Section 14.1.     Adjustments to Common Stock. The shares with respect to which Awards may be granted under the Plan are Common Stock as presently constituted; provided, however, that if, and whenever, prior to the expiration or distribution to the Holder of Common Stock underlying an Award theretofore granted, the Company shall effect a subdivision or consolidation of the Common Stock or the payment of a Common Share dividend on Common Stock without receipt of consideration by the Company, the number of Common Stock with respect to which such Award may thereafter be exercised or satisfied, as applicable, (i) in the event of an increase in the number of outstanding Common Stock, shall be proportionately increased, and the purchase price per Common Share shall be proportionately reduced, and (ii) in the event of a reduction in the number of outstanding Common Stock, shall be proportionately reduced, and the purchase price per Common Share shall be proportionately increased. Notwithstanding the foregoing or any other provision of this Article XIV, any adjustment made with respect to an Award (x) which is an Incentive Share Option, shall comply with the requirements of Section 424(a) of the Code, and in no event shall any adjustment be made which would render any Incentive Share Option granted under the Plan to be other than an “incentive stock option” for purposes of Section 422 of the Code, and (y) which is a Non-Qualified Share Option, shall comply with the requirements of Section 409A of the Code, and in no event shall any adjustment be made which would render any Non-Qualified Share Option granted under the Plan to become subject to Section 409A of the Code.

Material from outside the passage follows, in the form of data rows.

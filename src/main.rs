use anyhow::Context;
use chrono::Utc;
use clap::Parser;
use std::path::Path;
use std::sync::Arc;
use std::time::Duration;
use tokio::net::TcpListener;
use tokio::sync::watch;
use tracing::{info, warn};

use meetrelay::adapters::{start_api_server, ScheduleClient, SqliteStore};
use meetrelay::agent::{
    create_agent_router, load_or_create_api_key, AgentRunner, AgentServerState, CommandExecutor,
    DryRunDriver, HostInfo, HostOs, InputDriver, SystemDriver,
};
use meetrelay::api::AppState;
use meetrelay::cli::output::{print_item, print_items, AgentRow, MeetingRow, OutputMode};
use meetrelay::cli::{Cli, Commands};
use meetrelay::config::{AgentConfig, AppConfig};
use meetrelay::dispatch::{AgentRegistry, CommandQueue};
use meetrelay::domain::{Action, MeetingStatus};
use meetrelay::sync::{ExpiryScanner, MeetingStore, Reconciler};

mod main_runtime;

use main_runtime::{init_logging, shutdown_signal};

/// Upper bound for background tasks to wind down after the server stops
const SHUTDOWN_GRACE_SECS: u64 = 10;

#[tokio::main]
async fn main() -> anyhow::Result<()> {
    let cli = Cli::parse();

    match cli.command {
        Commands::Serve { port } => {
            let mut config = load_config(&cli.config)?;
            if let Some(port) = port {
                config.server.port = port;
            }
            let _guard = init_logging(&config.logging);
            run_server(config).await
        }
        Commands::Agent { dry_run } => {
            let mut config = AgentConfig::load_from(&cli.config)
                .context("failed to load agent configuration")?;
            config.dry_run |= dry_run;
            let _guard = init_logging(&config.logging);
            run_agent(config).await
        }
        Commands::Sync => {
            let config = load_config(&cli.config)?;
            let _guard = init_logging(&config.logging);
            let store = open_store(&config).await?;
            let client = ScheduleClient::new(&config.upstream)?;
            let reconciler = Reconciler::new(
                Arc::new(client),
                MeetingStore::new(store),
                config.sync.clone(),
            );
            let stats = reconciler.sync_now().await;
            print_item(&stats)?;
            if stats.errors > 0 {
                anyhow::bail!("reconciliation finished with {} error(s)", stats.errors);
            }
            Ok(())
        }
        Commands::Expire => {
            let config = load_config(&cli.config)?;
            init_logging_simple();
            let store = open_store(&config).await?;
            let expired = ExpiryScanner::new(MeetingStore::new(store))
                .expire(Utc::now())
                .await?;
            println!("expired {expired} meeting(s)");
            Ok(())
        }
        Commands::Agents { json } => {
            let config = load_config(&cli.config)?;
            init_logging_simple();
            let store = open_store(&config).await?;
            let agents = AgentRegistry::new(store).list().await?;
            let rows: Vec<AgentRow> = agents.iter().map(AgentRow::from).collect();
            print_items(&rows, OutputMode::from_json_flag(json))
        }
        Commands::Meetings { status, json } => {
            let config = load_config(&cli.config)?;
            init_logging_simple();
            let status = status
                .as_deref()
                .map(str::parse::<MeetingStatus>)
                .transpose()
                .map_err(anyhow::Error::msg)?;
            let store = open_store(&config).await?;
            let meetings = MeetingStore::new(store).list(status, 1000).await?;
            let rows: Vec<MeetingRow> = meetings.iter().map(MeetingRow::from).collect();
            print_items(&rows, OutputMode::from_json_flag(json))
        }
        Commands::Enqueue {
            agent_id,
            action,
            payload,
        } => {
            let config = load_config(&cli.config)?;
            init_logging_simple();
            let action: Action = action.parse().map_err(anyhow::Error::msg)?;
            let payload: serde_json::Value =
                serde_json::from_str(&payload).context("payload must be valid JSON")?;
            let store = open_store(&config).await?;
            let command_id = CommandQueue::new(store)
                .enqueue(agent_id, action, &payload, Utc::now())
                .await?;
            println!("queued command {command_id} ({action}) for agent {agent_id}");
            Ok(())
        }
    }
}

fn load_config(dir: &str) -> anyhow::Result<AppConfig> {
    let config = AppConfig::load_from(dir).context("failed to load configuration")?;
    if let Err(errors) = config.validate() {
        anyhow::bail!("invalid configuration:\n  {}", errors.join("\n  "));
    }
    Ok(config)
}

fn init_logging_simple() {
    // Minimal logging for CLI commands
    let _ = tracing_subscriber::fmt()
        .with_max_level(tracing::Level::WARN)
        .try_init();
}

async fn open_store(config: &AppConfig) -> anyhow::Result<SqliteStore> {
    let store = SqliteStore::new(&config.database.url, config.database.max_connections)
        .await
        .with_context(|| format!("failed to open database {}", config.database.url))?;
    store.migrate().await?;
    Ok(store)
}

/// Broadcast ctrl-c/SIGTERM to every receiver of the returned channel
fn spawn_shutdown_listener() -> watch::Receiver<bool> {
    let (tx, rx) = watch::channel(false);
    tokio::spawn(async move {
        shutdown_signal().await;
        info!("Shutdown signal received");
        let _ = tx.send(true);
    });
    rx
}

async fn run_server(config: AppConfig) -> anyhow::Result<()> {
    info!("Starting meetrelay server v{}", env!("CARGO_PKG_VERSION"));

    let store = open_store(&config).await?;
    let source = ScheduleClient::new(&config.upstream)?;
    let state = AppState::new(store, &config, Arc::new(source));

    let shutdown = spawn_shutdown_listener();

    let mut tasks = Vec::new();
    tasks.push(tokio::spawn(state.sweeper.clone().run(shutdown.clone())));
    if config.sync.enabled {
        tasks.push(tokio::spawn(state.reconciler.clone().run(shutdown.clone())));
    } else {
        warn!("Scheduled reconciliation disabled; use POST /admin/sync or `meetrelay sync`");
    }
    if config.server.admin_token.is_none() {
        warn!("No admin token configured, /admin routes are open");
    }

    let mut server_shutdown = shutdown.clone();
    start_api_server(state, &config.server.bind, config.server.port, async move {
        let _ = server_shutdown.changed().await;
    })
    .await?;

    let drain = futures::future::join_all(tasks);
    if tokio::time::timeout(Duration::from_secs(SHUTDOWN_GRACE_SECS), drain)
        .await
        .is_err()
    {
        warn!("Background tasks did not stop within {}s", SHUTDOWN_GRACE_SECS);
    }

    info!("Shutdown complete");
    Ok(())
}

async fn run_agent(mut config: AgentConfig) -> anyhow::Result<()> {
    info!("Starting meetrelay agent v{}", env!("CARGO_PKG_VERSION"));

    // the local surface and the server must agree on one key
    let api_key = match config.api_key.clone() {
        Some(key) => key,
        None => {
            let path = Path::new(&config.key_file);
            let (key, created) = load_or_create_api_key(path)?;
            if created {
                info!(path = %path.display(), "Generated agent api key");
            } else {
                info!(path = %path.display(), "Loaded agent api key");
            }
            config.api_key = Some(key.clone());
            key
        }
    };

    let os = HostOs::current();
    let driver: Arc<dyn InputDriver> = if config.dry_run {
        info!("Dry run: input is logged, not sent");
        Arc::new(DryRunDriver)
    } else {
        Arc::new(SystemDriver::new(os))
    };
    let executor = CommandExecutor::new(driver, os);
    let host = HostInfo::detect(os.as_str());

    let shutdown = spawn_shutdown_listener();

    let local_state = AgentServerState {
        executor: executor.clone(),
        api_key: Some(Arc::from(api_key)),
        info: Arc::new(host.clone()),
    };
    let listener = TcpListener::bind(("0.0.0.0", config.listen_port))
        .await
        .with_context(|| format!("failed to bind local port {}", config.listen_port))?;
    info!("Local command surface on http://0.0.0.0:{}", config.listen_port);

    let mut local_shutdown = shutdown.clone();
    let local = tokio::spawn(async move {
        axum::serve(listener, create_agent_router(local_state))
            .with_graceful_shutdown(async move {
                let _ = local_shutdown.changed().await;
            })
            .await
    });

    AgentRunner::new(config, executor, host)?.run(shutdown).await;

    local.await??;
    Ok(())
}
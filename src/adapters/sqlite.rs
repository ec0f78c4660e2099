use crate::error::{RelayError, Result};
use chrono::{DateTime, TimeZone, Utc};
use sqlx::sqlite::{SqliteConnectOptions, SqliteJournalMode, SqlitePool, SqlitePoolOptions};
use std::str::FromStr;
use std::time::Duration;
use tracing::info;

/// SQLite storage adapter shared by the registry, queue and meeting cache
#[derive(Clone)]
pub struct SqliteStore {
    pool: SqlitePool,
}

impl SqliteStore {
    /// Open (creating if needed) a SQLite database
    pub async fn new(database_url: &str, max_connections: u32) -> Result<Self> {
        let mut options = SqliteConnectOptions::from_str(database_url)?
            .create_if_missing(true)
            .foreign_keys(true)
            .busy_timeout(Duration::from_secs(5));

        if !database_url.contains(":memory:") {
            options = options.journal_mode(SqliteJournalMode::Wal);
        }

        let pool = SqlitePoolOptions::new()
            .max_connections(max_connections)
            .connect_with(options)
            .await?;

        info!(url = database_url, "Connected to SQLite");
        Ok(Self { pool })
    }

    /// Private in-memory database with migrations applied.
    ///
    /// A single connection that is never recycled, since every new
    /// connection to `:memory:` would see an empty database.
    pub async fn in_memory() -> Result<Self> {
        let options = SqliteConnectOptions::from_str("sqlite::memory:")?.foreign_keys(true);
        let pool = SqlitePoolOptions::new()
            .max_connections(1)
            .min_connections(1)
            .idle_timeout(None)
            .max_lifetime(None)
            .connect_with(options)
            .await?;

        let store = Self { pool };
        store.migrate().await?;
        Ok(store)
    }

    /// Run migrations
    pub async fn migrate(&self) -> Result<()> {
        sqlx::migrate!("./migrations").run(&self.pool).await?;
        info!("Database migrations completed");
        Ok(())
    }

    /// Get the connection pool
    pub fn pool(&self) -> &SqlitePool {
        &self.pool
    }

    /// Cheap liveness probe
    pub async fn ping(&self) -> bool {
        sqlx::query("SELECT 1").execute(&self.pool).await.is_ok()
    }
}

/// Timestamps are stored as epoch milliseconds so range predicates compare numerically.
pub(crate) fn to_millis(ts: DateTime<Utc>) -> i64 {
    ts.timestamp_millis()
}

pub(crate) fn from_millis(ms: i64) -> Result<DateTime<Utc>> {
    Utc.timestamp_millis_opt(ms)
        .single()
        .ok_or_else(|| RelayError::Internal(format!("timestamp out of range: {ms}")))
}

pub(crate) fn from_millis_opt(ms: Option<i64>) -> Result<Option<DateTime<Utc>>> {
    ms.map(from_millis).transpose()
}

#[cfg(test)]
mod tests {
    use super::*;

    #[tokio::test]
    async fn test_in_memory_store_is_migrated() {
        let store = SqliteStore::in_memory().await.unwrap();
        assert!(store.ping().await);

        let (count,): (i64,) = sqlx::query_as(
            "SELECT COUNT(*) FROM sqlite_master WHERE type = 'table' AND name IN ('agents', 'commands', 'meetings')",
        )
        .fetch_one(store.pool())
        .await
        .unwrap();
        assert_eq!(count, 3);
    }

    #[test]
    fn test_millis_roundtrip_truncates_to_millis() {
        let ts = Utc.timestamp_millis_opt(1_700_000_000_123).unwrap();
        assert_eq!(from_millis(to_millis(ts)).unwrap(), ts);
    }
}
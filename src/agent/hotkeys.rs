//! Mapping from command actions to concrete desktop input.
//!
//! Recording start/stop share one combo and pause/resume share another in
//! the meeting client, so the mapping is many-to-one.

use serde_json::Value;

use crate::domain::Action;
use crate::error::{RelayError, Result};

#[derive(Debug, Clone, Copy, PartialEq, Eq)]
pub enum HostOs {
    MacOs,
    Linux,
    Windows,
}

impl HostOs {
    pub fn current() -> Self {
        if cfg!(target_os = "macos") {
            HostOs::MacOs
        } else if cfg!(target_os = "windows") {
            HostOs::Windows
        } else {
            HostOs::Linux
        }
    }

    pub fn as_str(&self) -> &'static str {
        match self {
            HostOs::MacOs => "macos",
            HostOs::Linux => "linux",
            HostOs::Windows => "windows",
        }
    }
}

/// What the driver has to do for one command
#[derive(Debug, Clone, PartialEq, Eq)]
pub enum InputStep {
    Open(String),
    Keys(Vec<String>),
}

fn combo(keys: &[&str]) -> Vec<String> {
    keys.iter().map(|k| k.to_string()).collect()
}

/// Hotkey bound to a recording action on the given OS
pub fn recording_combo(action: Action, os: HostOs) -> Option<Vec<String>> {
    let key = match action {
        Action::RecordingStart | Action::RecordingStop => "r",
        Action::RecordingPause | Action::RecordingResume => "p",
        _ => return None,
    };
    Some(match os {
        HostOs::MacOs => combo(&["cmd", "shift", key]),
        HostOs::Linux | HostOs::Windows => combo(&["alt", key]),
    })
}

/// Resolve an action and its payload into a single input step
pub fn plan(action: Action, payload: &Value, os: HostOs) -> Result<InputStep> {
    match action {
        Action::OpenUrl | Action::StartMeetingSession => {
            let url = ["url", "join_url"]
                .iter()
                .find_map(|field| payload.get(*field).and_then(Value::as_str))
                .map(str::trim)
                .filter(|u| !u.is_empty())
                .ok_or_else(|| RelayError::Validation(format!("{action} requires a url")))?;
            Ok(InputStep::Open(url.to_string()))
        }
        Action::RawHotkey => {
            let keys: Vec<String> = payload
                .get("keys")
                .and_then(Value::as_array)
                .map(|keys| {
                    keys.iter()
                        .filter_map(Value::as_str)
                        .map(|k| k.trim().to_lowercase())
                        .filter(|k| !k.is_empty())
                        .collect()
                })
                .unwrap_or_default();
            if keys.is_empty() {
                return Err(RelayError::Validation("raw_hotkey requires a keys array".to_string()));
            }
            Ok(InputStep::Keys(keys))
        }
        recording => recording_combo(recording, os)
            .map(InputStep::Keys)
            .ok_or_else(|| RelayError::Internal(format!("no hotkey bound to {recording}"))),
    }
}
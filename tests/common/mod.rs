#![allow(dead_code)]

use async_trait::async_trait;
use axum::{
    body::{to_bytes, Body},
    http::{Method, Request, StatusCode},
    Router,
};
use chrono::{DateTime, Utc};
use meetrelay::{
    adapters::SqliteStore,
    api::{create_router, AppState},
    config::AppConfig,
    domain::UpstreamMeeting,
    error::{RelayError, Result},
    sync::{MeetingSource, SnapshotRecord},
};
use serde_json::{json, Value};
use std::sync::{Arc, Mutex};
use tower::ServiceExt;

/// Upstream stand-in whose snapshot tests can swap between passes
#[derive(Default)]
pub struct FakeSource {
    snapshot: Mutex<Vec<SnapshotRecord>>,
    failing: Mutex<bool>,
}

impl FakeSource {
    pub fn set(&self, meetings: Vec<UpstreamMeeting>) {
        *self.snapshot.lock().unwrap() = meetings.into_iter().map(SnapshotRecord::Valid).collect();
    }

    pub fn fail(&self, failing: bool) {
        *self.failing.lock().unwrap() = failing;
    }
}

#[async_trait]
impl MeetingSource for FakeSource {
    async fn fetch(&self, _from: DateTime<Utc>, _to: DateTime<Utc>) -> Result<Vec<SnapshotRecord>> {
        if *self.failing.lock().unwrap() {
            return Err(RelayError::Upstream("HTTP 503: unavailable".to_string()));
        }
        Ok(self.snapshot.lock().unwrap().clone())
    }
}

pub struct TestApp {
    pub router: Router,
    pub state: AppState,
    pub source: Arc<FakeSource>,
}

pub async fn test_app() -> TestApp {
    test_app_with(|_| {}).await
}

pub async fn test_app_with(configure: impl FnOnce(&mut AppConfig)) -> TestApp {
    let mut config = AppConfig::default_config("sqlite::memory:");
    config.dispatch.poll_interval_ms = 100;
    configure(&mut config);

    let store = SqliteStore::in_memory().await.expect("in-memory database");
    let source = Arc::new(FakeSource::default());
    let state = AppState::new(store, &config, source.clone());

    TestApp {
        router: create_router(state.clone()),
        state,
        source,
    }
}

pub async fn send_json(
    app: &Router,
    method: Method,
    uri: &str,
    headers: &[(&str, &str)],
    body: Option<Value>,
) -> (StatusCode, Value) {
    let mut request_builder = Request::builder().method(method).uri(uri);
    for (key, value) in headers {
        request_builder = request_builder.header(*key, *value);
    }

    let request = if let Some(payload) = body {
        request_builder
            .header("content-type", "application/json")
            .body(Body::from(payload.to_string()))
            .expect("failed to build json request")
    } else {
        request_builder
            .body(Body::empty())
            .expect("failed to build empty request")
    };

    let response = app
        .clone()
        .oneshot(request)
        .await
        .expect("router request failed");
    let status = response.status();
    let bytes = to_bytes(response.into_body(), usize::MAX)
        .await
        .expect("failed to read response body");
    let body = serde_json::from_slice(&bytes).unwrap_or(Value::Null);
    (status, body)
}

/// Register a host agent, returning (agent_id, api_key)
pub async fn register(app: &Router, hostname: &str) -> (i64, String) {
    let (status, body) = send_json(
        app,
        Method::POST,
        "/agent/register",
        &[],
        Some(json!({
            "os_type": "linux",
            "hostname": hostname,
            "ip_address": "10.0.0.5",
            "client_version": "1.0.0",
            "base_url": "http://10.0.0.5:8765"
        })),
    )
    .await;
    assert_eq!(status, StatusCode::OK, "register failed: {body}");
    (
        body["agent_id"].as_i64().expect("agent_id"),
        body["api_key"].as_str().expect("api_key").to_string(),
    )
}

pub async fn poll(app: &Router, agent_id: i64, api_key: &str, wait: u64) -> (StatusCode, Value) {
    let auth = format!("Bearer {api_key}");
    send_json(
        app,
        Method::GET,
        &format!("/agent/poll?agent_id={agent_id}&wait={wait}"),
        &[("authorization", auth.as_str())],
        None,
    )
    .await
}

pub async fn report(app: &Router, api_key: &str, body: Value) -> (StatusCode, Value) {
    let auth = format!("Bearer {api_key}");
    send_json(
        app,
        Method::POST,
        "/agent/report",
        &[("authorization", auth.as_str())],
        Some(body),
    )
    .await
}

pub async fn enqueue(app: &Router, agent_id: i64, action: &str, payload: Value) -> i64 {
    let (status, body) = send_json(
        app,
        Method::POST,
        "/admin/commands",
        &[],
        Some(json!({ "agent_id": agent_id, "action": action, "payload": payload })),
    )
    .await;
    assert_eq!(status, StatusCode::OK, "enqueue failed: {body}");
    body["command_id"].as_i64().expect("command_id")
}

pub fn upstream(id: &str, start: DateTime<Utc>) -> UpstreamMeeting {
    UpstreamMeeting {
        external_id: id.to_string(),
        topic: format!("Meeting {id}"),
        start_time: start,
        join_url: format!("https://meet.example/{id}"),
    }
}
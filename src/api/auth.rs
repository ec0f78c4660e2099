use axum::http::{header::AUTHORIZATION, HeaderMap};
use sha2::{Digest, Sha256};

use crate::api::state::AppState;
use crate::error::RelayError;

pub const ADMIN_TOKEN_HEADER: &str = "x-meetrelay-admin-token";

pub fn token_fingerprint(token: &str) -> String {
    let mut hasher = Sha256::new();
    hasher.update(token.trim().as_bytes());
    hex::encode(hasher.finalize())
}

fn extract_bearer_token(raw: &str) -> Option<&str> {
    raw.strip_prefix("Bearer ")
        .or_else(|| raw.strip_prefix("bearer "))
        .map(str::trim)
}

/// Bearer credential from the Authorization header, if any
pub fn bearer_token(headers: &HeaderMap) -> Option<&str> {
    headers
        .get(AUTHORIZATION)
        .and_then(|v| v.to_str().ok())
        .and_then(extract_bearer_token)
        .filter(|v| !v.is_empty())
}

/// Admin routes are open when no admin token is configured.
pub fn ensure_admin_authorized(state: &AppState, headers: &HeaderMap) -> Result<(), RelayError> {
    let Some(expected) = state.admin_fingerprint.as_deref() else {
        return Ok(());
    };

    let token = headers
        .get(ADMIN_TOKEN_HEADER)
        .and_then(|v| v.to_str().ok())
        .map(str::trim)
        .or_else(|| bearer_token(headers));

    match token {
        Some(token) if token_fingerprint(token) == expected => Ok(()),
        Some(_) => Err(RelayError::Auth("invalid admin token".to_string())),
        None => Err(RelayError::Auth("admin token required".to_string())),
    }
}
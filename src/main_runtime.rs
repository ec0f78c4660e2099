use std::path::Path;
use tracing_appender::non_blocking::WorkerGuard;
use tracing_subscriber::{layer::SubscriberExt, util::SubscriberInitExt, EnvFilter, Layer, Registry};

use meetrelay::config::LoggingConfig;

fn default_filter(level: &str) -> String {
    if level.eq_ignore_ascii_case("info") {
        "info,meetrelay=debug,sqlx=warn".to_string()
    } else {
        format!("{},sqlx=warn", level)
    }
}

/// Daily rolling file layer, when the directory is writable.
///
/// `rolling::daily` panics if it cannot create the initial file, so
/// writability is checked first.
fn file_writer(dir: &str) -> Option<(tracing_appender::non_blocking::NonBlocking, WorkerGuard)> {
    if let Err(e) = std::fs::create_dir_all(dir) {
        eprintln!("Warning: Could not create log directory {} ({}), file logging disabled", dir, e);
        return None;
    }

    let probe = Path::new(dir).join(".meetrelay_write_test");
    if let Err(e) = std::fs::OpenOptions::new().create(true).append(true).open(&probe) {
        eprintln!("Warning: Could not write to log directory {} ({}), file logging disabled", dir, e);
        return None;
    }
    let _ = std::fs::remove_file(&probe);

    let appender = tracing_appender::rolling::daily(dir, "meetrelay.log");
    Some(tracing_appender::non_blocking(appender))
}

/// Install the global subscriber. The returned guard must live until exit.
pub fn init_logging(config: &LoggingConfig) -> Option<WorkerGuard> {
    let filter = EnvFilter::try_from_default_env()
        .unwrap_or_else(|_| EnvFilter::new(default_filter(&config.level)));

    let console_layer: Box<dyn Layer<Registry> + Send + Sync> = if config.json {
        tracing_subscriber::fmt::layer()
            .json()
            .with_target(true)
            .boxed()
    } else {
        tracing_subscriber::fmt::layer()
            .with_target(true)
            .with_thread_ids(false)
            .with_file(false)
            .with_line_number(false)
            .boxed()
    };

    let (file_layer, guard) = match config.dir.as_deref().and_then(file_writer) {
        Some((writer, guard)) => (
            Some(
                tracing_subscriber::fmt::layer()
                    .with_writer(writer)
                    .with_ansi(false)
                    .with_target(true),
            ),
            Some(guard),
        ),
        None => (None, None),
    };

    tracing_subscriber::registry()
        .with(console_layer)
        .with(file_layer)
        .with(filter)
        .init();

    guard
}

pub async fn shutdown_signal() {
    let ctrl_c = async {
        if let Err(e) = tokio::signal::ctrl_c().await {
            tracing::error!("Failed to install Ctrl+C handler: {}", e);
        }
    };

    #[cfg(unix)]
    let terminate = async {
        match tokio::signal::unix::signal(tokio::signal::unix::SignalKind::terminate()) {
            Ok(mut stream) => {
                stream.recv().await;
            }
            Err(e) => tracing::error!("Failed to install SIGTERM handler: {}", e),
        }
    };

    #[cfg(not(unix))]
    let terminate = std::future::pending::<()>();

    tokio::select! {
        _ = ctrl_c => {},
        _ = terminate => {},
    }
}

Section 14.2.     Recapitalization. If the Company recapitalizes or otherwise changes its capital structure, thereafter upon any exercise or satisfaction, as applicable, of a previously granted Award, the Holder shall be entitled to receive (or entitled to purchase, if applicable) under such Award, in lieu of the number of Common Stock then covered by such Award, the number and class of shares and securities to which the Holder would have been entitled pursuant to the terms of the recapitalization if, immediately prior to such recapitalization, the Holder had been the holder of record of the number of Common Stock then covered by such Award.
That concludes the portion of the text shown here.